More than a century and a half of archaeological research has made clear that what once looked like small, isolated settlements dotting European lakefronts were in fact communities connected not only by familial ties, but also trade networks that spanned the region and beyond. What they left behind is remarkable evidence of how creative, and also how resilient, these communities were. Fire didn’t crush the people of Hornstaad-Hörnle, it just challenged them to shift strategies. And though their village on stilts lasted just a few more years, it’s safe to imagine they moved on to another stretch of shoreline. Perhaps they told stories about the winter of hazelnuts to their children and grandchildren while paddling past the submerged remains of the place they once called home.

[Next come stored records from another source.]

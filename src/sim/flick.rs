//! Drag gesture to launch mapping
//!
//! Slingshot semantics: the token flies opposite to the pull. Pull length maps
//! to power through three zones:
//! - linear up to `optimal_ratio`
//! - a flat plateau up to `overshoot_start_ratio`
//! - overshoot beyond it: power drops and the aim wobbles randomly

use glam::DVec2;
use rand::Rng;
use serde::{Deserialize, Serialize};

use super::vector::{clamp_length, perpendicular_component, rotate, safe_normalize};
use crate::config::FlickTuning;

/// A launch request, consumed once to set a token's velocity
#[derive(Debug, Clone, Copy, PartialEq, Serialize, Deserialize)]
pub struct FlickInput {
    /// Unit launch direction (zero for a degenerate flick)
    pub direction: DVec2,
    /// Normalized power in [0, 1]
    pub power: f64,
    /// Where the gesture grabbed the token, in radius units
    pub contact_offset: DVec2,
    /// Launched from the overshoot zone (enables the slide refinement)
    pub overshoot: bool,
}

impl FlickInput {
    pub fn new(direction: DVec2, power: f64) -> Self {
        let power = if power.is_finite() { power.clamp(0.0, 1.0) } else { 0.0 };
        Self {
            direction: safe_normalize(direction),
            power,
            contact_offset: DVec2::ZERO,
            overshoot: false,
        }
    }

    /// Nothing would move, or the input is not a number
    pub fn is_degenerate(&self) -> bool {
        !self.direction.is_finite() || self.direction == DVec2::ZERO || !(self.power.is_finite() && self.power > 0.0)
    }
}

/// Mapper output: the input plus feedback for the HUD
#[derive(Debug, Clone, Copy, PartialEq, Serialize, Deserialize)]
pub struct FlickOutcome {
    pub input: FlickInput,
    /// Clamped pull length over `max_pull_length`
    pub pull_ratio: f64,
    pub was_overshoot: bool,
    /// Total angular deviation applied to the aim (radians)
    pub deviation: f64,
}

/// Power for a pull ratio, plus how far into the overshoot zone it is (0..=1)
pub fn power_curve(ratio: f64, tuning: &FlickTuning) -> (f64, f64) {
    let optimal = tuning.optimal_ratio;
    let overshoot_start = tuning.overshoot_start_ratio;
    let plateau = optimal + (overshoot_start - optimal) * tuning.plateau_gain;

    if ratio <= optimal {
        (ratio, 0.0)
    } else if ratio <= overshoot_start {
        (optimal + (ratio - optimal) * tuning.plateau_gain, 0.0)
    } else {
        let span = (1.0 - overshoot_start).max(f64::EPSILON);
        let excess = ((ratio - overshoot_start) / span).clamp(0.0, 1.0);
        (plateau * (1.0 - tuning.overshoot_power_penalty * excess), excess)
    }
}

/// Map a drag from `start` to `end` into a flick
///
/// Returns `None` for a cancelled gesture (pull shorter than `min_pull_length`).
/// `rng` is only drawn from for overshoot pulls.
pub fn map_drag<R: Rng + ?Sized>(
    start: DVec2,
    end: DVec2,
    contact_offset: DVec2,
    tuning: &FlickTuning,
    rng: &mut R,
) -> Option<FlickOutcome> {
    let (mut outcome, excess) = map_without_wobble(start, end, contact_offset, tuning)?;
    if excess > 0.0 {
        let wobble = rng.random_range(-1.0..=1.0) * tuning.overshoot_max_deviation * excess;
        outcome.input.direction = rotate(outcome.input.direction, wobble);
        outcome.deviation += wobble;
    }
    Some(outcome)
}

/// Aim preview while dragging: same mapping, no random wobble
pub fn preview_drag(
    start: DVec2,
    end: DVec2,
    contact_offset: DVec2,
    tuning: &FlickTuning,
) -> Option<FlickOutcome> {
    map_without_wobble(start, end, contact_offset, tuning).map(|(outcome, _)| outcome)
}

fn map_without_wobble(
    start: DVec2,
    end: DVec2,
    contact_offset: DVec2,
    tuning: &FlickTuning,
) -> Option<(FlickOutcome, f64)> {
    let pull = end - start;
    let raw_length = pull.length();
    if !raw_length.is_finite() || raw_length < tuning.min_pull_length {
        return None;
    }

    let pull_length = raw_length.min(tuning.max_pull_length);
    let ratio = pull_length / tuning.max_pull_length;
    let mut direction = safe_normalize(-pull);
    let (mut power, excess) = power_curve(ratio, tuning);

    // Off-center grabs lose power and drift away from the grab side
    let offset = if contact_offset.is_finite() {
        clamp_length(contact_offset, 1.0)
    } else {
        DVec2::ZERO
    };
    power *= 1.0 - tuning.contact_power_loss * offset.length();
    let drift = -perpendicular_component(offset, direction) * tuning.contact_drift_max;
    direction = rotate(direction, drift);

    let input = FlickInput {
        direction,
        power: power.clamp(0.0, 1.0),
        contact_offset: offset,
        overshoot: excess > 0.0,
    };
    log::trace!("flick ratio={ratio:.3} power={:.3} excess={excess:.3}", input.power);

    Some((
        FlickOutcome {
            input,
            pull_ratio: ratio,
            was_overshoot: excess > 0.0,
            deviation: drift,
        },
        excess,
    ))
}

Slideshow: Stilt Houses of the Alps
For thousands of years in the Neolithic period (5500–2200 B.C.) and the Late Bronze Age (2200–750 B.C.), many people across northern Europe built their houses on stilts. Archaeologists have excavated villages featuring this style of house, known as pile dwellings, on lakes and in moors in Switzerland, Austria, Italy, Germany, France, and Slovenia. In some locations, replicas of the houses have been built. When the houses were first discovered more than a century ago, Swiss and German scholars—who had previously relied on graves and grave goods for their understanding of the region’s prehistory—believed that the pile dwellings provided evidence of a sophisticated European civilization that had flourished before those of the ancient Mediterranean. Because the lakes and marshes where the pile dwellings and their contents were found are cold and very low in oxygen many unusual artifacts have survived for more than 5,000 years, including one of the world’s oldest wheels.